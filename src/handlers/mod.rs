//! Interaction handlers.
//!
//! The [`Dispatcher`] routes each decoded interaction:
//!
//! - slash commands → the [`CommandHandler`] registered under its name
//! - `ticket_select` menu → [`TicketOpener`]
//! - `ticket_close` / `ticket_reopen` / `ticket_delete` buttons →
//!   [`LifecycleController`]
//!
//! Anything else is ignored. Errors that escape a handler are logged, counted
//! and answered once with a generic notice if nothing was sent yet.

mod commands;
mod responder;

pub use commands::definitions as command_definitions;
pub use responder::Responder;

use crate::audit::AuditLog;
use crate::config::{Config, EmbedStore};
use crate::error::{HandlerError, HandlerResult, LifecycleError};
use crate::metrics;
use crate::platform::{AuthorityLookup, ChannelDirectory};
use crate::state::OperationRegistry;
use crate::telemetry::{InteractionTimer, spans};
use crate::tickets::lifecycle::rejection_notice;
use crate::tickets::{
    Controls, LifecycleController, SELECT_ID, TicketAction, TicketKinds, TicketOpener,
    TransitionRequest,
};
use async_trait::async_trait;
use std::collections::HashMap;
use std::sync::Arc;
use ticketd_proto::{ChannelId, GuildId, Interaction, InteractionKind, OutgoingMessage};
use tracing::{Instrument, debug, warn};

const UNEXPECTED: &str = "Erro inesperado.";
const NO_PERMISSION: &str = "Sem permissão.";

/// Everything handlers share.
pub struct Services {
    pub directory: Arc<dyn ChannelDirectory>,
    pub authority: Arc<dyn AuthorityLookup>,
    pub embeds: Arc<EmbedStore>,
    pub kinds: TicketKinds,
    pub lifecycle: LifecycleController,
    pub opener: TicketOpener,
    /// Target of `/panelpost`.
    pub panel_post_channel: Option<ChannelId>,
}

impl Services {
    pub fn new(
        config: &Config,
        directory: Arc<dyn ChannelDirectory>,
        authority: Arc<dyn AuthorityLookup>,
        embeds: Arc<EmbedStore>,
        registry: Arc<OperationRegistry>,
    ) -> Self {
        let kinds = TicketKinds::from_config(&config.tickets);
        let controls = Controls::new(&config.emojis);
        let audit = AuditLog::new(Arc::clone(&directory), config.bot.log_channel_id);
        let lifecycle = LifecycleController::new(
            registry,
            Arc::clone(&directory),
            Arc::clone(&authority),
            controls.clone(),
            audit.clone(),
            config.tickets.close_delay(),
        );
        let opener = TicketOpener::new(
            Arc::clone(&directory),
            kinds.clone(),
            Arc::clone(&embeds),
            controls,
            config.bot.application_id.bot_user(),
            config.bot.admin_role_id,
            audit,
        );
        Self {
            directory,
            authority,
            embeds,
            kinds,
            lifecycle,
            opener,
            panel_post_channel: config.tickets.panel_post_channel_id,
        }
    }
}

/// Per-interaction context passed to command handlers.
pub struct Context<'a> {
    pub interaction: &'a Interaction,
    pub guild: GuildId,
    pub channel: ChannelId,
    pub responder: &'a Responder,
    pub services: &'a Services,
}

impl Context<'_> {
    /// Reply with an ephemeral text.
    pub async fn notice(&self, text: impl Into<String>) -> HandlerResult {
        self.responder.reply(OutgoingMessage::ephemeral(text)).await
    }
}

/// A slash command. Every command is restricted to administrators; the
/// dispatcher checks before calling `handle`.
#[async_trait]
pub trait CommandHandler: Send + Sync {
    async fn handle(&self, ctx: &Context<'_>) -> HandlerResult;
}

pub struct Dispatcher {
    services: Services,
    commands: HashMap<&'static str, Box<dyn CommandHandler>>,
}

impl Dispatcher {
    pub fn new(services: Services) -> Self {
        Self {
            services,
            commands: commands::handlers().into_iter().collect(),
        }
    }

    pub fn services(&self) -> &Services {
        &self.services
    }

    /// Handle one interaction end to end.
    pub async fn dispatch(&self, interaction: &Interaction, responder: &Responder) {
        let kind = interaction.kind.label();
        let span = spans::interaction(interaction);
        let _timer = InteractionTimer::new(kind);

        let result = self.route(interaction, responder).instrument(span).await;
        if let Err(e) = result {
            metrics::record_interaction_error(kind, e.error_code());
            warn!(id = %interaction.id, kind, error = %e, "Interaction failed");
            if !responder.has_responded() {
                if let Err(e) = responder.reply(OutgoingMessage::ephemeral(UNEXPECTED)).await {
                    debug!(error = %e, "Failed to report unexpected error");
                }
            }
        }
    }

    async fn route(&self, interaction: &Interaction, responder: &Responder) -> HandlerResult {
        let (Some(guild), Some(channel)) = (interaction.guild_id, interaction.channel_id) else {
            debug!(id = %interaction.id, "Ignoring interaction outside a guild channel");
            return Ok(());
        };
        let ctx = Context {
            interaction,
            guild,
            channel,
            responder,
            services: &self.services,
        };

        match &interaction.kind {
            InteractionKind::Command { name, .. } => self.command(name, &ctx).await,
            InteractionKind::Select { custom_id, values } if custom_id == SELECT_ID => {
                match values.first() {
                    Some(key) => {
                        self.services
                            .opener
                            .open(guild, &interaction.user, key, responder)
                            .await
                    }
                    None => Ok(()),
                }
            }
            InteractionKind::Button { custom_id } => match TicketAction::from_custom_id(custom_id) {
                Some(action) => self.transition(action, &ctx).await,
                None => {
                    debug!(custom_id, "Ignoring unknown button");
                    Ok(())
                }
            },
            InteractionKind::Select { custom_id, .. } => {
                debug!(custom_id, "Ignoring unknown select menu");
                Ok(())
            }
        }
    }

    async fn command(&self, name: &str, ctx: &Context<'_>) -> HandlerResult {
        let Some(handler) = self.commands.get(name) else {
            debug!(command = name, "Ignoring unknown command");
            return Ok(());
        };
        let admin = self
            .services
            .authority
            .is_admin(ctx.guild, ctx.interaction.user.id)
            .await?;
        if !admin {
            return ctx.notice(NO_PERMISSION).await;
        }
        handler.handle(ctx).await
    }

    async fn transition(&self, action: TicketAction, ctx: &Context<'_>) -> HandlerResult {
        let request = TransitionRequest {
            action,
            guild: ctx.guild,
            channel: ctx.channel,
            message: ctx.interaction.message_id,
            requester: ctx.interaction.user.id,
        };
        match self.services.lifecycle.handle(request, ctx.responder).await {
            Ok(_) => Ok(()),
            Err(HandlerError::Lifecycle(e)) => match rejection_notice(&e) {
                Some(text) => ctx.notice(text).await,
                None if matches!(e, LifecycleError::NotATicket) => {
                    debug!(channel = %ctx.channel, "Ignoring button outside a ticket");
                    Ok(())
                }
                None => Err(e.into()),
            },
            Err(e) => Err(e),
        }
    }
}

——

_Task details_. The response should consist of all the entries, copied without any alteration.

_Result of this exercise_.
filename src/handlers/mod.rs
//! Interaction handlers.
//!
//! The [`Dispatcher`] routes each decoded interaction:
//!
//! - slash commands → the [`CommandHandler`] registered under its name
//! - `ticket_select` menu → [`TicketOpener`]
//! - `ticket_close` / `ticket_reopen` / `ticket_delete` buttons →
//!   [`LifecycleController`]
//!
//! Anything else is ignored. Errors that escape a handler are logged, counted
//! and answered once with a generic notice if nothing was sent yet.

mod commands;
mod responder;

pub use commands::definitions as command_definitions;
pub use responder::Responder;

use crate::audit::AuditLog;
use crate::config::{Config, EmbedStore};
use crate::error::{HandlerError, HandlerResult, LifecycleError};
use crate::metrics;
use crate::platform::{AuthorityLookup, ChannelDirectory};
use crate::state::OperationRegistry;
use crate::telemetry::{InteractionTimer, spans};
use crate::tickets::lifecycle::rejection_notice;
use crate::tickets::{
    Controls, LifecycleController, SELECT_ID, TicketAction, TicketKinds, TicketOpener,
    TransitionRequest,
};
use async_trait::async_trait;
use std::collections::HashMap;
use std::sync::Arc;
use ticketd_proto::{ChannelId, GuildId, Interaction, InteractionKind, OutgoingMessage};
use tracing::{Instrument, debug, warn};

const UNEXPECTED: &str = "Erro inesperado.";
const NO_PERMISSION: &str = "Sem permissão.";

/// Everything handlers share.
pub struct Services {
    pub directory: Arc<dyn ChannelDirectory>,
    pub authority: Arc<dyn AuthorityLookup>,
    pub embeds: Arc<EmbedStore>,
    pub kinds: TicketKinds,
    pub lifecycle: LifecycleController,
    pub opener: TicketOpener,
    /// Target of `/panelpost`.
    pub panel_post_channel: Option<ChannelId>,
}

impl Services {
    pub fn new(
        config: &Config,
        directory: Arc<dyn ChannelDirectory>,
        authority: Arc<dyn AuthorityLookup>,
        embeds: Arc<EmbedStore>,
        registry: Arc<OperationRegistry>,
    ) -> Self {
        let kinds = TicketKinds::from_config(&config.tickets);
        let controls = Controls::new(&config.emojis);
        let audit = AuditLog::new(Arc::clone(&directory), config.bot.log_channel_id);
        let lifecycle = LifecycleController::new(
            registry,
            Arc::clone(&directory),
            Arc::clone(&authority),
            controls.clone(),
            audit.clone(),
            config.tickets.close_delay(),
        );
        let opener = TicketOpener::new(
            Arc::clone(&directory),
            kinds.clone(),
            Arc::clone(&embeds),
            controls,
            config.bot.application_id.bot_user(),
            config.bot.admin_role_id,
            audit,
        );
        Self {
            directory,
            authority,
            embeds,
            kinds,
            lifecycle,
            opener,
            panel_post_channel: config.tickets.panel_post_channel_id,
        }
    }
}

/// Per-interaction context passed to command handlers.
pub struct Context<'a> {
    pub interaction: &'a Interaction,
    pub guild: GuildId,
    pub channel: ChannelId,
    pub responder: &'a Responder,
    pub services: &'a Services,
}

impl Context<'_> {
    /// Reply with an ephemeral text.
    pub async fn notice(&self, text: impl Into<String>) -> HandlerResult {
        self.responder.reply(OutgoingMessage::ephemeral(text)).await
    }
}

/// A slash command. Every command is restricted to administrators; the
/// dispatcher checks before calling `handle`.
#[async_trait]
pub trait CommandHandler: Send + Sync {
    async fn handle(&self, ctx: &Context<'_>) -> HandlerResult;
}

pub struct Dispatcher {
    services: Services,
    commands: HashMap<&'static str, Box<dyn CommandHandler>>,
}

impl Dispatcher {
    pub fn new(services: Services) -> Self {
        Self {
            services,
            commands: commands::handlers().into_iter().collect(),
        }
    }

    pub fn services(&self) -> &Services {
        &self.services
    }

    /// Handle one interaction end to end.
    pub async fn dispatch(&self, interaction: &Interaction, responder: &Responder) {
        let kind = interaction.kind.label();
        let span = spans::interaction(interaction);
        let _timer = InteractionTimer::new(kind);

        let result = self.route(interaction, responder).instrument(span).await;
        if let Err(e) = result {
            metrics::record_interaction_error(kind, e.error_code());
            warn!(id = %interaction.id, kind, error = %e, "Interaction failed");
            if !responder.has_responded() {
                if let Err(e) = responder.reply(OutgoingMessage::ephemeral(UNEXPECTED)).await {
                    debug!(error = %e, "Failed to report unexpected error");
                }
            }
        }
    }

    async fn route(&self, interaction: &Interaction, responder: &Responder) -> HandlerResult {
        let (Some(guild), Some(channel)) = (interaction.guild_id, interaction.channel_id) else {
            debug!(id = %interaction.id, "Ignoring interaction outside a guild channel");
            return Ok(());
        };
        let ctx = Context {
            interaction,
            guild,
            channel,
            responder,
            services: &self.services,
        };

        match &interaction.kind {
            InteractionKind::Command { name, .. } => self.command(name, &ctx).await,
            InteractionKind::Select { custom_id, values } if custom_id == SELECT_ID => {
                match values.first() {
                    Some(key) => {
                        self.services
                            .opener
                            .open(guild, &interaction.user, key, responder)
                            .await
                    }
                    None => Ok(()),
                }
            }
            InteractionKind::Button { custom_id } => match TicketAction::from_custom_id(custom_id) {
                Some(action) => self.transition(action, &ctx).await,
                None => {
                    debug!(custom_id, "Ignoring unknown button");
                    Ok(())
                }
            },
            InteractionKind::Select { custom_id, .. } => {
                debug!(custom_id, "Ignoring unknown select menu");
                Ok(())
            }
        }
    }

    async fn command(&self, name: &str, ctx: &Context<'_>) -> HandlerResult {
        let Some(handler) = self.commands.get(name) else {
            debug!(command = name, "Ignoring unknown command");
            return Ok(());
        };
        let admin = self
            .services
            .authority
            .is_admin(ctx.guild, ctx.interaction.user.id)
            .await?;
        if !admin {
            return ctx.notice(NO_PERMISSION).await;
        }
        handler.handle(ctx).await
    }

    async fn transition(&self, action: TicketAction, ctx: &Context<'_>) -> HandlerResult {
        let request = TransitionRequest {
            action,
            guild: ctx.guild,
            channel: ctx.channel,
            message: ctx.interaction.message_id,
            requester: ctx.interaction.user.id,
        };
        match self.services.lifecycle.handle(request, ctx.responder).await {
            Ok(_) => Ok(()),
            Err(HandlerError::Lifecycle(e)) => match rejection_notice(&e) {
                Some(text) => ctx.notice(text).await,
                None if matches!(e, LifecycleError::NotATicket) => {
                    debug!(channel = %ctx.channel, "Ignoring button outside a ticket");
                    Ok(())
                }
                None => Err(e.into()),
            },
            Err(e) => Err(e),
        }
    }
}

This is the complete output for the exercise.